Collection entries:

────────────────────

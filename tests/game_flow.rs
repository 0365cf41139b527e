use std::collections::HashMap;
use std::sync::Arc;

use tokio::sync::broadcast;
use tokio::time::{advance, Duration};

use quipwit::config::{LAST_LASH_FIRST, POINTS_PER_VOTE, QUIPWIT_BONUS};
use quipwit::game::{create_room, Registry, RoomCommand, RoomEvent, RoomHandle};
use quipwit::prompts::FallbackPromptSource;
use quipwit::types::*;

/// A room driven directly through its mailbox, bypassing the WebSocket
/// layer.
struct TestRoom {
    handle: RoomHandle,
    rx: broadcast::Receiver<RoomEvent>,
}

impl TestRoom {
    fn create(registry: &Arc<Registry>, host_conn: &str) -> Self {
        let handle = create_room(
            registry,
            Arc::new(FallbackPromptSource::local_only()),
            host_conn.to_string(),
        );
        let rx = handle.event_tx.subscribe();
        Self { handle, rx }
    }

    async fn send(&self, cmd: RoomCommand) {
        self.handle.cmd_tx.send(cmd).await.expect("room task alive");
    }

    /// Next event, panicking if the room goes silent for ten virtual
    /// minutes.
    async fn next_event(&mut self) -> RoomEvent {
        loop {
            let recv = tokio::time::timeout(Duration::from_secs(600), self.rx.recv());
            match recv.await.expect("no event within 600s") {
                Ok(event) => return event,
                Err(broadcast::error::RecvError::Lagged(_)) => continue,
                Err(broadcast::error::RecvError::Closed) => panic!("room event channel closed"),
            }
        }
    }

    /// Wait for the first message satisfying `pred`, discarding others
    /// (timer ticks, progress counters).
    async fn wait_msg<F>(&mut self, mut pred: F) -> (Option<String>, ServerMsg)
    where
        F: FnMut(&ServerMsg) -> bool,
    {
        loop {
            let (target, msg) = match self.next_event().await {
                RoomEvent::Broadcast { msg } => (None, msg),
                RoomEvent::SendTo { conn_id, msg } => (Some(conn_id), msg),
                RoomEvent::Kick { conn_id, msg } => (Some(conn_id), msg),
            };
            if pred(&msg) {
                return (target, msg);
            }
        }
    }
}

async fn join(room: &mut TestRoom, conn: &str, name: &str) -> PlayerId {
    room.send(RoomCommand::Join {
        conn_id: conn.to_string(),
        player_name: name.to_string(),
    })
    .await;
    let (target, msg) = room
        .wait_msg(|m| matches!(m, ServerMsg::RoomJoined { .. } | ServerMsg::Error { .. }))
        .await;
    assert_eq!(target.as_deref(), Some(conn));
    match msg {
        ServerMsg::RoomJoined { player_id, .. } => player_id,
        other => panic!("join failed: {:?}", other),
    }
}

/// Collect each player's RECEIVE_PROMPTS for the round that just began.
async fn collect_prompts(
    room: &mut TestRoom,
    conns: &[&str],
) -> HashMap<String, Vec<PromptCard>> {
    let mut per_conn: HashMap<String, Vec<PromptCard>> = HashMap::new();
    while per_conn.len() < conns.len() {
        let (target, msg) = room
            .wait_msg(|m| matches!(m, ServerMsg::ReceivePrompts { .. }))
            .await;
        if let (Some(conn), ServerMsg::ReceivePrompts { prompts, .. }) = (target, msg) {
            per_conn.insert(conn, prompts);
        }
    }
    per_conn
}

/// Answer every assigned prompt with a distinct string.
async fn answer_all(room: &mut TestRoom, prompts: &HashMap<String, Vec<PromptCard>>) {
    for (conn, cards) in prompts {
        for card in cards {
            room.send(RoomCommand::SubmitAnswer {
                conn_id: conn.clone(),
                prompt_id: Some(card.id.clone()),
                answer: format!("{} on {}", conn, card.id),
                is_last_lash: false,
            })
            .await;
        }
    }
}

/// Play out a full voting phase; every matchup gets one vote for side 1
/// from the sole eligible voter. Returns the scoreboard from ROUND_SCORES.
async fn run_voting_round(
    room: &mut TestRoom,
    conn_of: &HashMap<PlayerId, String>,
) -> Vec<ScoreRow> {
    let (_, msg) = room
        .wait_msg(|m| matches!(m, ServerMsg::VotingPhase { .. }))
        .await;
    let matchup_count = match msg {
        ServerMsg::VotingPhase { matchup_count } => matchup_count,
        _ => unreachable!(),
    };

    for _ in 0..matchup_count {
        let (_, msg) = room
            .wait_msg(|m| matches!(m, ServerMsg::VoteMatchup { .. }))
            .await;
        let (prompt_id, p1, p2) = match msg {
            ServerMsg::VoteMatchup {
                prompt_id,
                player1_id,
                player2_id,
                ..
            } => (prompt_id, player1_id, player2_id),
            _ => unreachable!(),
        };

        // With three players exactly one voter is eligible.
        for (player_id, conn) in conn_of {
            if *player_id != p1 && *player_id != p2 {
                room.send(RoomCommand::SubmitVote {
                    conn_id: conn.clone(),
                    prompt_id: prompt_id.clone(),
                    vote: 1,
                })
                .await;
            }
        }

        let (_, msg) = room
            .wait_msg(|m| matches!(m, ServerMsg::MatchupResult { .. }))
            .await;
        if let ServerMsg::MatchupResult {
            is_jinx,
            quipwit,
            player1_votes,
            player2_votes,
            player1_points,
            ..
        } = msg
        {
            assert!(!is_jinx, "distinct answers must not jinx");
            assert_eq!(player1_votes, 1);
            assert_eq!(player2_votes, 0);
            // One eligible voter, unanimous: a QuipWit for side 1.
            assert_eq!(quipwit, Some(1));
            assert_eq!(player1_points, POINTS_PER_VOTE + QUIPWIT_BONUS);
        }
    }

    let (_, msg) = room
        .wait_msg(|m| matches!(m, ServerMsg::RoundScores { .. }))
        .await;
    match msg {
        ServerMsg::RoundScores { scoreboard, .. } => scoreboard,
        _ => unreachable!(),
    }
}

fn scores_by_id(board: &[ScoreRow]) -> HashMap<String, u32> {
    board
        .iter()
        .map(|row| (row.player_id.clone(), row.score))
        .collect()
}

#[tokio::test(start_paused = true)]
async fn full_three_player_game() {
    let registry = Registry::new();
    let mut room = TestRoom::create(&registry, "host-conn");

    let conns = ["alice-conn", "bob-conn", "carol-conn"];
    let alice = join(&mut room, "alice-conn", "Alice").await;
    let bob = join(&mut room, "bob-conn", "Bob").await;
    let carol = join(&mut room, "carol-conn", "Carol").await;

    let conn_of: HashMap<PlayerId, String> = [
        (alice.clone(), "alice-conn".to_string()),
        (bob.clone(), "bob-conn".to_string()),
        (carol.clone(), "carol-conn".to_string()),
    ]
    .into_iter()
    .collect();

    room.send(RoomCommand::StartGame {
        conn_id: "host-conn".to_string(),
        theme: None,
    })
    .await;

    room.wait_msg(|m| matches!(m, ServerMsg::GameStarted { .. }))
        .await;
    let (target, msg) = room
        .wait_msg(|m| matches!(m, ServerMsg::PromptPhase { .. }))
        .await;
    assert_eq!(target.as_deref(), Some("host-conn"));
    if let ServerMsg::PromptPhase {
        round,
        total_rounds,
        player_count,
    } = msg
    {
        assert_eq!(round, 1);
        assert_eq!(total_rounds, 2);
        assert_eq!(player_count, 3);
    }

    // Round 1: pairing invariants for the minimum game.
    let prompts = collect_prompts(&mut room, &conns).await;
    let total_assignments: usize = prompts.values().map(|v| v.len()).sum();
    assert_eq!(total_assignments, 2 * 3, "3 prompts, two sides each");
    for cards in prompts.values() {
        assert!((2..=3).contains(&cards.len()));
        for card in cards {
            assert!(card.id.starts_with("r1_p"));
        }
    }

    answer_all(&mut room, &prompts).await;
    let board1 = run_voting_round(&mut room, &conn_of).await;
    let after_round1 = scores_by_id(&board1);

    // Round 2.
    let (_, msg) = room
        .wait_msg(|m| matches!(m, ServerMsg::PromptPhase { .. }))
        .await;
    if let ServerMsg::PromptPhase { round, .. } = msg {
        assert_eq!(round, 2);
    }
    let prompts2 = collect_prompts(&mut room, &conns).await;
    for cards in prompts2.values() {
        for card in cards {
            assert!(card.id.starts_with("r2_p"));
        }
    }
    answer_all(&mut room, &prompts2).await;
    let board2 = run_voting_round(&mut room, &conn_of).await;
    let after_round2 = scores_by_id(&board2);

    // Scores never decrease between rounds.
    for (id, score) in &after_round1 {
        assert!(after_round2[id] >= *score);
    }

    // Finale: mode reveal, host continues, everyone answers.
    room.wait_msg(|m| matches!(m, ServerMsg::LastWitModeReveal { .. }))
        .await;
    room.send(RoomCommand::ContinueLastWit {
        conn_id: "host-conn".to_string(),
    })
    .await;
    room.wait_msg(|m| matches!(m, ServerMsg::LastLashPhase { .. }))
        .await;

    for conn in &conns {
        room.send(RoomCommand::SubmitAnswer {
            conn_id: conn.to_string(),
            prompt_id: None,
            answer: format!("finale from {}", conn),
            is_last_lash: true,
        })
        .await;
    }

    let (_, msg) = room
        .wait_msg(|m| matches!(m, ServerMsg::LastLashVoting { .. }))
        .await;
    if let ServerMsg::LastLashVoting { answers, .. } = &msg {
        assert_eq!(answers.len(), 3);
    }

    // Everyone votes for Alice except Alice, who votes for Bob.
    room.send(RoomCommand::SubmitFinaleVote {
        conn_id: "bob-conn".to_string(),
        voted_for: alice.clone(),
    })
    .await;
    room.send(RoomCommand::SubmitFinaleVote {
        conn_id: "carol-conn".to_string(),
        voted_for: alice.clone(),
    })
    .await;
    room.send(RoomCommand::SubmitFinaleVote {
        conn_id: "alice-conn".to_string(),
        voted_for: bob.clone(),
    })
    .await;

    let (_, msg) = room
        .wait_msg(|m| matches!(m, ServerMsg::LastLashResults { .. }))
        .await;
    if let ServerMsg::LastLashResults { answers, .. } = &msg {
        let alice_entry = answers.iter().find(|a| a.player_id == alice).unwrap();
        assert_eq!(alice_entry.votes, 2);
        assert!(alice_entry.is_winner);
        assert_eq!(
            alice_entry.points,
            2 * POINTS_PER_VOTE + LAST_LASH_FIRST
        );
        let carol_entry = answers.iter().find(|a| a.player_id == carol).unwrap();
        assert_eq!(carol_entry.votes, 0);
        assert!(!carol_entry.is_winner);
    }

    // Results hold elapses, then the game ends with argmax winners.
    let (_, msg) = room
        .wait_msg(|m| matches!(m, ServerMsg::GameOver { .. }))
        .await;
    if let ServerMsg::GameOver { winners, scoreboard } = msg {
        assert!(!winners.is_empty());
        let max = scoreboard.iter().map(|r| r.score).max().unwrap();
        for w in &winners {
            assert_eq!(w.score, max);
        }
        assert_eq!(
            winners.len(),
            scoreboard.iter().filter(|r| r.score == max).count()
        );
        // Final scores kept growing.
        let final_scores = scores_by_id(&scoreboard);
        for (id, score) in &after_round2 {
            assert!(final_scores[id] >= *score);
        }
    }
}
use std::fs;
use std::path::{Path, PathBuf};
use std::sync::RwLock;
use std::time::Duration;

// ─── Game tunables ────────────────────────────────────────────────

pub const MIN_PLAYERS: usize = 3;
pub const MAX_PLAYERS: usize = 8;
pub const ROUNDS_PER_GAME: u32 = 2;
pub const PROMPTS_PER_PLAYER: usize = 2;

pub const ANSWER_TIME: u64 = 90;
pub const VOTE_TIME: u64 = 30;
pub const LAST_LASH_ANSWER_TIME: u64 = 90;
pub const LAST_LASH_VOTE_TIME: u64 = 45;

pub const MAX_ANSWER_LENGTH: usize = 100;
pub const MAX_NAME_LENGTH: usize = 15;
pub const MAX_THEME_LENGTH: usize = 120;
pub const ROOM_CODE_LENGTH: usize = 4;

pub const POINTS_PER_VOTE: u32 = 100;
pub const QUIPWIT_BONUS: u32 = 100;
pub const LAST_LASH_FIRST: u32 = 300;

/// Answer stored when a player submits nothing before the deadline.
pub const NO_ANSWER: &str = "[No answer]";
/// Answer stored when the host skips a player.
pub const SKIPPED: &str = "[Skipped]";

/// Rooms older than this are reaped regardless of activity.
pub const ROOM_MAX_AGE: Duration = Duration::from_secs(60 * 60);
/// How often the reaper sweeps the registry.
pub const REAPER_INTERVAL: Duration = Duration::from_secs(60);

/// Pause between VOTING_PHASE and the first VOTE_MATCHUP.
pub const VOTE_GRACE: Duration = Duration::from_millis(1500);
/// How long a MATCHUP_RESULT stays on screen.
pub const MATCHUP_RESULT_HOLD: Duration = Duration::from_secs(4);
/// How long ROUND_SCORES stays on screen.
pub const ROUND_SCORES_HOLD: Duration = Duration::from_secs(5);
/// How long LAST_LASH_RESULTS stays on screen before GAME_OVER.
pub const LAST_LASH_RESULTS_HOLD: Duration = Duration::from_secs(8);

/// Default added by extend_time when the host sends no amount.
pub const DEFAULT_EXTEND_SECONDS: u64 = 30;

// ─── Persistent config ────────────────────────────────────────────

/// Resolves a path relative to the config directory.
fn config_path(sub: &str) -> PathBuf {
    let base = std::env::var("CONFIG_PATH").unwrap_or_else(|_| "config".to_string());
    Path::new(&base).join(sub)
}

fn api_key_path() -> PathBuf {
    config_path("apikey")
}

/// Initialize the config directory if missing.
pub fn init() {
    let base = config_path("");
    if !base.exists() {
        if let Err(e) = fs::create_dir_all(&base) {
            tracing::warn!("Failed to create config directory: {}", e);
        }
    }
}

/// Process-wide Anthropic API key store.
///
/// Reads are cheap snapshots; `set` takes the lock and optionally persists
/// the key to disk. The `ANTHROPIC_API_KEY` environment variable overrides
/// any persisted value for the lifetime of the process.
pub struct ApiKeyStore {
    key: RwLock<Option<String>>,
}

impl ApiKeyStore {
    /// Load the store, preferring the environment over the persisted file.
    pub fn load() -> Self {
        let from_env = std::env::var("ANTHROPIC_API_KEY")
            .ok()
            .map(|k| k.trim().to_string())
            .filter(|k| !k.is_empty());

        let key = from_env.or_else(|| {
            fs::read_to_string(api_key_path())
                .ok()
                .map(|k| k.trim().to_string())
                .filter(|k| !k.is_empty())
        });

        Self {
            key: RwLock::new(key),
        }
    }

    pub fn get(&self) -> Option<String> {
        self.key.read().expect("api key lock poisoned").clone()
    }

    pub fn has(&self) -> bool {
        self.key.read().expect("api key lock poisoned").is_some()
    }

    /// Store a key in memory, writing it through to disk when `persist`.
    pub fn set(&self, key: String, persist: bool) -> Result<(), std::io::Error> {
        let mut guard = self.key.write().expect("api key lock poisoned");
        if persist {
            init();
            fs::write(api_key_path(), &key)?;
        }
        *guard = Some(key);
        Ok(())
    }
}

/// Listening port, from the PORT environment variable (default 3000).
pub fn port() -> u16 {
    std::env::var("PORT")
        .ok()
        .and_then(|p| p.parse().ok())
        .unwrap_or(3000)
}
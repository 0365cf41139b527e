use std::collections::HashMap;

use crate::config::{LAST_LASH_FIRST, NO_ANSWER, POINTS_PER_VOTE, QUIPWIT_BONUS, SKIPPED};
use crate::types::{FinaleAnswer, Matchup, PlayerId};

/// Outcome of a single matchup, independent of player identity.
#[derive(Debug, Clone, PartialEq, Eq)]
pub struct MatchupOutcome {
    pub player1_points: u32,
    pub player2_points: u32,
    pub is_jinx: bool,
    /// Which side swept the vote, when one did.
    pub quipwit: Option<u8>,
}

fn canonical(answer: &str) -> String {
    answer.trim().to_lowercase()
}

fn is_sentinel(answer: &str) -> bool {
    let c = canonical(answer);
    c == canonical(NO_ANSWER) || c == canonical(SKIPPED)
}

/// Score one matchup from its two answers and vote counts.
///
/// Matching answers are a Jinx and score nothing, unless both sides simply
/// failed to answer. A unanimous vote earns the swept side the QuipWit
/// bonus; sentinel answers never earn it.
pub fn score_matchup(answer1: &str, answer2: &str, votes1: u32, votes2: u32) -> MatchupOutcome {
    if canonical(answer1) == canonical(answer2) && !is_sentinel(answer1) {
        return MatchupOutcome {
            player1_points: 0,
            player2_points: 0,
            is_jinx: true,
            quipwit: None,
        };
    }

    let mut p1 = votes1 * POINTS_PER_VOTE;
    let mut p2 = votes2 * POINTS_PER_VOTE;
    let mut quipwit = None;

    let total = votes1 + votes2;
    if total > 0 {
        if votes2 == 0 && !is_sentinel(answer1) {
            p1 += QUIPWIT_BONUS;
            quipwit = Some(1);
        } else if votes1 == 0 && !is_sentinel(answer2) {
            p2 += QUIPWIT_BONUS;
            quipwit = Some(2);
        }
    }

    MatchupOutcome {
        player1_points: p1,
        player2_points: p2,
        is_jinx: false,
        quipwit,
    }
}

/// Apply a matchup outcome back onto the matchup record and the running
/// score totals.
pub fn apply_matchup_outcome(
    matchup: &mut Matchup,
    outcome: &MatchupOutcome,
    scores: &mut HashMap<PlayerId, u32>,
) {
    matchup.is_jinx = outcome.is_jinx;
    matchup.quipwit = outcome.quipwit;
    *scores.entry(matchup.player1_id.clone()).or_insert(0) += outcome.player1_points;
    *scores.entry(matchup.player2_id.clone()).or_insert(0) += outcome.player2_points;
}

/// Score the finale: plurality voting, one vote per player.
///
/// Every author earns points per vote received; the authors tied at the
/// non-zero maximum additionally earn the winner bonus and are flagged.
pub fn score_finale(
    answers: &mut [FinaleAnswer],
    votes: &HashMap<PlayerId, PlayerId>,
    scores: &mut HashMap<PlayerId, u32>,
) {
    let mut counts: HashMap<&str, u32> = HashMap::new();
    for voted_for in votes.values() {
        *counts.entry(voted_for.as_str()).or_insert(0) += 1;
    }

    for answer in answers.iter_mut() {
        answer.votes = counts.get(answer.player_id.as_str()).copied().unwrap_or(0);
    }

    let max_votes = answers.iter().map(|a| a.votes).max().unwrap_or(0);

    for answer in answers.iter_mut() {
        answer.points = answer.votes * POINTS_PER_VOTE;
        answer.is_winner = max_votes > 0 && answer.votes == max_votes;
        if answer.is_winner {
            answer.points += LAST_LASH_FIRST;
        }
        *scores.entry(answer.player_id.clone()).or_insert(0) += answer.points;
    }
}

/// Everyone whose score equals the maximum. Empty iff there are no entries.
pub fn winners<'a>(
    join_order: impl Iterator<Item = &'a PlayerId>,
    scores: &HashMap<PlayerId, u32>,
) -> Vec<PlayerId> {
    let ordered: Vec<&PlayerId> = join_order.collect();
    let max = ordered
        .iter()
        .map(|id| scores.get(*id).copied().unwrap_or(0))
        .max();
    match max {
        Some(max) => ordered
            .into_iter()
            .filter(|id| scores.get(*id).copied().unwrap_or(0) == max)
            .cloned()
            .collect(),
        None => Vec::new(),
    }
}

#[cfg(test)]
mod tests {
    use super::*;

    #[test]
    fn unanimous_vote_is_a_quipwit() {
        // Two voters both choosing answer 1.
        let outcome = score_matchup("a", "b", 2, 0);
        assert_eq!(outcome.player1_points, 2 * POINTS_PER_VOTE + QUIPWIT_BONUS);
        assert_eq!(outcome.player2_points, 0);
        assert!(!outcome.is_jinx);
        assert_eq!(outcome.quipwit, Some(1));
    }

    #[test]
    fn split_vote_has_no_bonus() {
        let outcome = score_matchup("a", "b", 2, 1);
        assert_eq!(outcome.player1_points, 200);
        assert_eq!(outcome.player2_points, 100);
        assert_eq!(outcome.quipwit, None);
    }

    #[test]
    fn matching_answers_are_a_jinx() {
        let outcome = score_matchup("Hello World", "hello world", 3, 1);
        assert!(outcome.is_jinx);
        assert_eq!(outcome.player1_points, 0);
        assert_eq!(outcome.player2_points, 0);
        assert_eq!(outcome.quipwit, None);
    }

    #[test]
    fn jinx_ignores_surrounding_whitespace() {
        let outcome = score_matchup("  taco  ", "TACO", 0, 0);
        assert!(outcome.is_jinx);
    }

    #[test]
    fn missing_answers_do_not_jinx() {
        // Both timed out: not a jinx, votes still pay out, no bonus.
        let outcome = score_matchup(NO_ANSWER, NO_ANSWER, 2, 0);
        assert!(!outcome.is_jinx);
        assert_eq!(outcome.player1_points, 200);
        assert_eq!(outcome.player2_points, 0);
        assert_eq!(outcome.quipwit, None);
    }

    #[test]
    fn sweeping_a_missing_answer_still_pays_bonus() {
        let outcome = score_matchup("a real answer", NO_ANSWER, 3, 0);
        assert_eq!(outcome.player1_points, 300 + QUIPWIT_BONUS);
        assert_eq!(outcome.quipwit, Some(1));
    }

    #[test]
    fn outcome_depends_only_on_answers_and_votes() {
        let a = score_matchup("x", "y", 1, 2);
        let b = score_matchup("x", "y", 1, 2);
        assert_eq!(a, b);
    }

    #[test]
    fn vote_counts_are_symmetric() {
        let a = score_matchup("x", "y", 1, 2);
        let b = score_matchup("y", "x", 2, 1);
        assert_eq!(a.player1_points, b.player2_points);
        assert_eq!(a.player2_points, b.player1_points);
    }

    fn finale_answer(player_id: &str, answer: &str) -> FinaleAnswer {
        FinaleAnswer {
            player_id: player_id.to_string(),
            answer: answer.to_string(),
            points: 0,
            votes: 0,
            is_winner: false,
            validation_warning: None,
        }
    }

    #[test]
    fn finale_unanimous_winner() {
        // Four players; three voters all pick player a.
        let mut answers = vec![
            finale_answer("a", "A"),
            finale_answer("b", "B"),
            finale_answer("c", "C"),
            finale_answer("d", "D"),
        ];
        let mut votes = HashMap::new();
        votes.insert("b".to_string(), "a".to_string());
        votes.insert("c".to_string(), "a".to_string());
        votes.insert("d".to_string(), "a".to_string());

        let mut scores = HashMap::new();
        score_finale(&mut answers, &votes, &mut scores);

        assert_eq!(scores["a"], 3 * POINTS_PER_VOTE + LAST_LASH_FIRST);
        assert_eq!(scores.get("b").copied().unwrap_or(0), 0);
        assert_eq!(scores.get("c").copied().unwrap_or(0), 0);
        assert_eq!(scores.get("d").copied().unwrap_or(0), 0);
        assert!(answers[0].is_winner);
        assert!(!answers[1].is_winner);
    }

    #[test]
    fn finale_tie_flags_both_winners() {
        let mut answers = vec![
            finale_answer("a", "A"),
            finale_answer("b", "B"),
            finale_answer("c", "C"),
        ];
        let mut votes = HashMap::new();
        votes.insert("c".to_string(), "a".to_string());
        votes.insert("a".to_string(), "b".to_string());
        votes.insert("b".to_string(), "a".to_string());

        let mut scores = HashMap::new();
        score_finale(&mut answers, &votes, &mut scores);

        // a has 2 votes, b has 1: only a wins.
        assert!(answers[0].is_winner);
        assert!(!answers[1].is_winner);

        // Now a genuine tie.
        let mut answers = vec![finale_answer("a", "A"), finale_answer("b", "B")];
        let mut votes = HashMap::new();
        votes.insert("x".to_string(), "a".to_string());
        votes.insert("y".to_string(), "b".to_string());
        let mut scores = HashMap::new();
        score_finale(&mut answers, &votes, &mut scores);
        assert!(answers[0].is_winner && answers[1].is_winner);
        assert_eq!(scores["a"], POINTS_PER_VOTE + LAST_LASH_FIRST);
        assert_eq!(scores["b"], POINTS_PER_VOTE + LAST_LASH_FIRST);
    }

    #[test]
    fn finale_with_no_votes_has_no_winner() {
        let mut answers = vec![finale_answer("a", "A"), finale_answer("b", "B")];
        let votes = HashMap::new();
        let mut scores = HashMap::new();
        score_finale(&mut answers, &votes, &mut scores);
        assert!(answers.iter().all(|a| !a.is_winner && a.points == 0));
    }

    #[test]
    fn winners_breaks_nothing_on_ties() {
        let order: Vec<PlayerId> = vec!["p0", "p1", "p2", "p3"]
            .into_iter()
            .map(String::from)
            .collect();
        let mut scores = HashMap::new();
        scores.insert("p0".to_string(), 500);
        scores.insert("p1".to_string(), 500);
        scores.insert("p2".to_string(), 300);
        scores.insert("p3".to_string(), 200);

        let w = winners(order.iter(), &scores);
        assert_eq!(w, vec!["p0".to_string(), "p1".to_string()]);
    }

    #[test]
    fn winners_of_empty_room_is_empty() {
        let order: Vec<PlayerId> = Vec::new();
        let scores = HashMap::new();
        assert!(winners(order.iter(), &scores).is_empty());
    }

    #[test]
    fn apply_outcome_accumulates_scores() {
        let mut matchup = Matchup::new(
            "r1_p0".to_string(),
            "prompt".to_string(),
            "a".to_string(),
            "b".to_string(),
        );
        matchup.player1_answer = Some("x".to_string());
        matchup.player2_answer = Some("y".to_string());

        let mut scores = HashMap::new();
        scores.insert("a".to_string(), 100);
        scores.insert("b".to_string(), 0);

        let outcome = score_matchup("x", "y", 2, 0);
        apply_matchup_outcome(&mut matchup, &outcome, &mut scores);

        assert_eq!(scores["a"], 100 + 200 + QUIPWIT_BONUS);
        assert_eq!(scores["b"], 0);
        assert_eq!(matchup.quipwit, Some(1));
    }
}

────────────────────

→ EXERCISE BRIEF: The answer must be every line from the entries above that holds the string "usize".

→ RESULT BELOW:
    let total_assignments: usize = prompts.values().map(|v| v.len()).sum();
pub const MIN_PLAYERS: usize = 3;
pub const MAX_PLAYERS: usize = 8;
pub const PROMPTS_PER_PLAYER: usize = 2;
pub const MAX_ANSWER_LENGTH: usize = 100;
pub const MAX_NAME_LENGTH: usize = 15;
pub const MAX_THEME_LENGTH: usize = 120;
pub const ROOM_CODE_LENGTH: usize = 4;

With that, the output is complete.